Indoor and outdoor sources can contribute to PM levels (PM₁₀, PM_2.5). Indoor PM is affected by ambient concentrations, air exchange rates, and penetration factors, as well as deposition and resuspension mechanisms. In all of the assessed areas, PM levels were lower than the established guidelines (see Figures S10–S15). Clean surfaces and floors help keep PM concentrations low, and ventilation by ducts also allows for a significant reduction of PM. According to WHO guidelines in 2010, the maximum concentrations in 24 h are 50 µg/m³ for PM₁₀ and 25 µg/m³ for PM_2.5 [40]. These values have been reduced in 2021 (45 µg/m³ for PM₁₀ and 15 µg/m³ for PM_2.5) [41].

VOCs are widely present compounds in indoor environments as they are emitted from multiple internal and external sources. It is believed that increasing ventilation rates and using low-emission materials can improve their levels [47]. VOC levels in the doctor’s consultation room were found to be higher than the established guideline (1.32 ppm) at the beginning and end of the sampling period (see Figure 3). The other assessed areas (see Figures S16 and S17) presented lower levels than the guideline. VOC levels higher than 1.32 ppm (3 mg/m³) could cause concern regarding hygienic aspects [48].
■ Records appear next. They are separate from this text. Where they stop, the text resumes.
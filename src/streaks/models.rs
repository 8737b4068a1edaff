use chrono::{DateTime, Duration, NaiveDate, Utc};
use serde::{Deserialize, Serialize};
use std::fmt;
use strum_macros::EnumIter;
use uuid::Uuid;

/// Kinds of consecutive-activity streaks tracked per user
#[derive(Debug, Clone, Copy, PartialEq, Eq, Hash, Serialize, Deserialize, EnumIter)]
#[serde(rename_all = "snake_case")]
pub enum StreakType {
    DailyLogin,
    QuestionAnswered,
    DailyActivity,
    WeeklyGoal,
}

impl fmt::Display for StreakType {
    fn fmt(&self, f: &mut fmt::Formatter<'_>) -> fmt::Result {
        write!(
            f,
            "{}",
            match self {
                StreakType::DailyLogin => "daily_login",
                StreakType::QuestionAnswered => "question_answered",
                StreakType::DailyActivity => "daily_activity",
                StreakType::WeeklyGoal => "weekly_goal",
            }
        )
    }
}

impl StreakType {
    pub fn parse(value: &str) -> Option<StreakType> {
        match value {
            "daily_login" => Some(StreakType::DailyLogin),
            "question_answered" => Some(StreakType::QuestionAnswered),
            "daily_activity" => Some(StreakType::DailyActivity),
            "weekly_goal" => Some(StreakType::WeeklyGoal),
            _ => None,
        }
    }
}

/// How an activity report moved the streak
#[derive(Debug, Clone, Copy, PartialEq, Eq)]
pub enum StreakTransition {
    /// First activity ever for this (user, streak type)
    Started,
    /// The calendar day was already counted
    AlreadyCountedToday,
    /// Activity on the day after the last one
    Extended,
    /// A gap of more than one day reset the run
    Broken,
}

impl StreakTransition {
    /// Whether the transition changed `current_count`, and can therefore
    /// land exactly on a milestone
    pub fn counts(&self) -> bool {
        !matches!(self, StreakTransition::AlreadyCountedToday)
    }
}

/// Database model for a per-user, per-type streak
#[derive(Debug, Clone, Serialize, Deserialize)]
pub struct StreakModel {
    pub id: String,
    pub user_id: String,
    pub streak_type: StreakType,
    pub current_count: i64,
    pub best_count: i64,
    pub last_activity_date: NaiveDate,
    pub is_active: bool,
    pub created_at: DateTime<Utc>,
    pub updated_at: DateTime<Utc>,
}

impl StreakModel {
    /// First activity for this (user, streak type)
    pub fn start(user_id: &str, streak_type: StreakType, today: NaiveDate) -> Self {
        let now = Utc::now();
        Self {
            id: Uuid::new_v4().to_string(),
            user_id: user_id.to_string(),
            streak_type,
            current_count: 1,
            best_count: 1,
            last_activity_date: today,
            is_active: true,
            created_at: now,
            updated_at: now,
        }
    }

    /// Applies the day-granularity state machine for an activity on `today`.
    ///
    /// Counts only ever move by one per call: same-day re-entry is a no-op,
    /// the day after the last activity extends the run, anything later
    /// resets to 1. `best_count` never decreases.
    pub fn advance(&mut self, today: NaiveDate) -> StreakTransition {
        let transition = if self.last_activity_date >= today {
            StreakTransition::AlreadyCountedToday
        } else if self.last_activity_date + Duration::days(1) == today {
            self.current_count += 1;
            self.best_count = self.best_count.max(self.current_count);
            StreakTransition::Extended
        } else {
            self.current_count = 1;
            StreakTransition::Broken
        };

        self.last_activity_date = self.last_activity_date.max(today);
        self.is_active = true;
        self.updated_at = Utc::now();
        transition
    }
}

#[cfg(test)]
mod tests {
    use super::*;

    fn day(offset_from_today: i64) -> NaiveDate {
        Utc::now().date_naive() + Duration::days(offset_from_today)
    }

    fn streak_with(current: i64, best: i64, last_activity: NaiveDate) -> StreakModel {
        let mut streak = StreakModel::start("u1", StreakType::DailyLogin, last_activity);
        streak.current_count = current;
        streak.best_count = best;
        streak
    }

    #[test]
    fn consecutive_day_extends_and_tracks_best() {
        let today = day(0);
        let mut streak = streak_with(5, 5, day(-1));

        let transition = streak.advance(today);

        assert_eq!(transition, StreakTransition::Extended);
        assert_eq!(streak.current_count, 6);
        assert_eq!(streak.best_count, 6);
        assert_eq!(streak.last_activity_date, today);
    }

    #[test]
    fn same_day_reentry_does_not_double_count() {
        let today = day(0);
        let mut streak = streak_with(6, 6, today);

        let transition = streak.advance(today);

        assert_eq!(transition, StreakTransition::AlreadyCountedToday);
        assert_eq!(streak.current_count, 6);
    }

    #[test]
    fn gap_resets_current_but_preserves_best() {
        let mut streak = streak_with(4, 10, day(-3));

        let transition = streak.advance(day(0));

        assert_eq!(transition, StreakTransition::Broken);
        assert_eq!(streak.current_count, 1);
        assert_eq!(streak.best_count, 10);
        assert!(streak.is_active);
    }

    #[test]
    fn best_count_never_drops_below_current() {
        let mut streak = streak_with(3, 3, day(-1));
        streak.advance(day(0));
        assert!(streak.best_count >= streak.current_count);
    }

    #[test]
    fn parse_round_trips_display() {
        use strum::IntoEnumIterator;
        for streak_type in StreakType::iter() {
            assert_eq!(
                StreakType::parse(&streak_type.to_string()),
                Some(streak_type)
            );
        }
    }
}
According to INSHT guidelines for Spain [42], the temperature range in an indoor environment should vary between 17 °C and 27 °C and the relative humidity from 30% to 70%. Consequently, the obtained results (see Figures S18–S23) show that the assessed areas presented an appropriate temperature and relative humidity.

4. Study Limitations

The number of areas studied in the ophthalmological hospital could have been higher than the 3 studied areas in one week. Also, it would be better if more hospitals could be measured.

The RT-PCR could be insufficient to detect lower levels of SARS-CoV-2 in ambient air. The use of digital PCR technique could be able to detect SARS-CoV-2 at lower concentration ranges.

5. Conclusions

The methodology described in this work includes analysis of bioaerosols and IAQ assessment using sensors.

To detect airborne viruses, it is necessary to perform an appropriate sampling. Two sampling methods have been selected (filter cassette and MD-8 Air Scan) to collect SARS-CoV-2 in the ambient air. After that, a new analytical process using RT-PCR has been employed to detect 18 airborne respiratory viruses including SARS-CoV-2.

The developed methodology was applied in three different areas of an ophthalmological hospital in the Valencia Region of Spain. While SARS-CoV-2 virus was not detected in the indoor air of the assessed areas, nor on the surfaces of the hospital, one airborne respiratory virus (HRV/ENV) was detected in the waiting room. Thus, the findings show that this analytical process is suitable for detecting airborne viruses in the ambient air.

This assessment of bioaerosols was integrated with an assessment of the more conventional IAQ parameters. Whereas levels of CO, CO₂, NO₂, PM₁₀, and PM_2.5 presented acceptable values, VOC and formaldehyde levels were higher than the guideline values in the doctor’s consultation room at sporadic moments during the day. In summary, considering these results, the indoor air quality and bioaerosol levels of the ophthalmological hospital were found to be appropriate.

Finally, measurements of both chemical parameters and bioaerosols should be included in IAQ assessments, and the methodological issues described in this work can be used in programs focused on evaluating and promoting a healthy indoor environment.